Earlier this week, I wrote a column on an automotive feature I really hate: this incredibly annoying switch, or slider, or dial, or whatever you wish to call it (“The Devil”), and I wrote about how I really wanted to murder everyone associated with the switch and grind them up into tiny pieces.

After I eagerly read your responses to this column, I must say they fell into two distinct categories: one, people whose vehicles also have the switch and either agreed or disagreed with my complaints; and two, people who thought I was making a mountain out of a mole hill. (Or, making ground up body parts out of a switch, as it were.)

This surprised me, because I believe strongly that few automotive enthusiasts can live with a modern automobile without at least one complaint about a feature, or a function, or a switch, or a button, or a lever. And so today I want to know: what’s your complaint?

As you may have guessed, I’m going to start with a few more of my own to get the ball rolling here.

So, just to begin: I have this feature in my SUV where I can unlatch the rear liftgate by pushing a button by the driver’s seat. This is a common feature; many SUVs have it; and I do not find it special or unique or good or bad in any way.

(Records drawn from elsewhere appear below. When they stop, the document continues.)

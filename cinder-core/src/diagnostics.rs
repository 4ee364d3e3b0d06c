//! Verbosity-gated diagnostic stream.
//!
//! Solve-time conditions (unsupported sorts, cancellation, toolchain
//! failures) are not `Err` values in this workspace: the backend folds
//! them into an `Unknown` verdict and keeps the detail here, where tests
//! and embedders can read it back. Messages are mirrored to `tracing`.

use std::fmt;
use std::sync::Mutex;

/// Severity level for diagnostics.
#[derive(Debug, Clone, Copy, PartialEq, Eq, PartialOrd, Ord)]
pub enum Severity {
    /// Progress detail, shown at verbosity >= 2.
    Debug,
    /// Recoverable problem, shown at verbosity >= 1.
    Warning,
    /// Problem that forced the current operation to give up; always kept.
    Error,
}

impl fmt::Display for Severity {
    fn fmt(&self, f: &mut fmt::Formatter<'_>) -> fmt::Result {
        match self {
            Severity::Debug => write!(f, "debug"),
            Severity::Warning => write!(f, "warning"),
            Severity::Error => write!(f, "error"),
        }
    }
}

/// A recorded diagnostic message.
#[derive(Debug, Clone)]
pub struct Diagnostic {
    /// Severity level.
    pub severity: Severity,
    /// Message text.
    pub message: String,
}

/// Collects diagnostics for one context.
///
/// Emission takes `&self` so passes holding a shared context reference
/// can report; the record lives behind a mutex for that reason, not for
/// cross-thread use.
#[derive(Debug, Default)]
pub struct DiagnosticEngine {
    verbosity: u32,
    records: Mutex<Vec<Diagnostic>>,
}

impl DiagnosticEngine {
    /// Create an engine at the given verbosity. 0 is quiet: warnings and
    /// debug messages are dropped and subprocess output goes to files.
    #[must_use]
    pub fn new(verbosity: u32) -> Self {
        Self {
            verbosity,
            records: Mutex::new(Vec::new()),
        }
    }

    /// Configured verbosity level.
    #[must_use]
    pub fn verbosity(&self) -> u32 {
        self.verbosity
    }

    /// Record a diagnostic, subject to the verbosity gate.
    pub fn emit(&self, severity: Severity, message: impl Into<String>) {
        let message = message.into();
        match severity {
            Severity::Debug => tracing::debug!(target: "cinder", "{message}"),
            Severity::Warning => tracing::warn!(target: "cinder", "{message}"),
            Severity::Error => tracing::error!(target: "cinder", "{message}"),
        }
        let kept = match severity {
            Severity::Debug => self.verbosity >= 2,
            Severity::Warning => self.verbosity >= 1,
            Severity::Error => true,
        };
        if kept
            && let Ok(mut records) = self.records.lock()
        {
            records.push(Diagnostic { severity, message });
        }
    }

    /// Record a debug-level diagnostic.
    pub fn debug(&self, message: impl Into<String>) {
        self.emit(Severity::Debug, message);
    }

    /// Record a warning.
    pub fn warning(&self, message: impl Into<String>) {
        self.emit(Severity::Warning, message);
    }

    /// Record an error.
    pub fn error(&self, message: impl Into<String>) {
        self.emit(Severity::Error, message);
    }

    /// Snapshot of everything recorded so far.
    #[must_use]
    pub fn recorded(&self) -> Vec<Diagnostic> {
        self.records.lock().map(|r| r.clone()).unwrap_or_default()
    }

    /// Check whether any recorded message contains `needle`.
    #[must_use]
    pub fn any_contains(&self, needle: &str) -> bool {
        self.records
            .lock()
            .map(|r| r.iter().any(|d| d.message.contains(needle)))
            .unwrap_or(false)
    }
}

What I DO find particularly unique is what happens after you press the button, and the liftgate has been released. Here’s how it goes down: You push the button and you hear the tailgate release. Then you open your door to get out of the car, in order to grab whatever you want from the tailgate. Then you shut the door, because that’s what you do when you exit a car. And then – I swear this actually happens – the force of shutting your car door is so great, and it rocks the car so much, that the tailgate actually manages to re-latch itself.

This happens every single time I un-latch the tailgate. It doesn’t matter how hard I open or close the doors, either, unless I make a concerted effort to close them so softly that they don’t latch. But either way I’m left with some sort of latch issue, and after a while I realize I really want to kill the latch people, too, and possibly ground them up and feed them to the switch people.

Here’s another annoying feature: I once had the opportunity to drive a 2006ish Maserati Quattroporte. You know: the one that now costs $19,000 and has a transmission that shifts like a small child got ahold of a clutch pedal and a gear lever.

Anyway, the big annoyance of this car was not the transmission (though it was awful) and not the depreciation (though it was awful) and not even the infotainment system, which seemed like it had been designed by an Italian grandmother who had never previously experienced the act of listening to music while simultaneously operating an automobile. No, the big annoyance was actually the fuel door release.

The problem was this: you could only open the fuel door when the car was on. So you’d pull up to the gas station, and you’d turn off the car, and then you’d push the fuel door release button, and you’d think “SON OF A!”, when nothing happened. And then you’d have to restart the car every single time, until you finally remembered that, inexplicably, Maserati had designed the vehicle so you could only open the fuel door when the car was running. So how do you get gas if you’ve run out? Nobody knows. Probably not even the grandmother who designed the infotainment system.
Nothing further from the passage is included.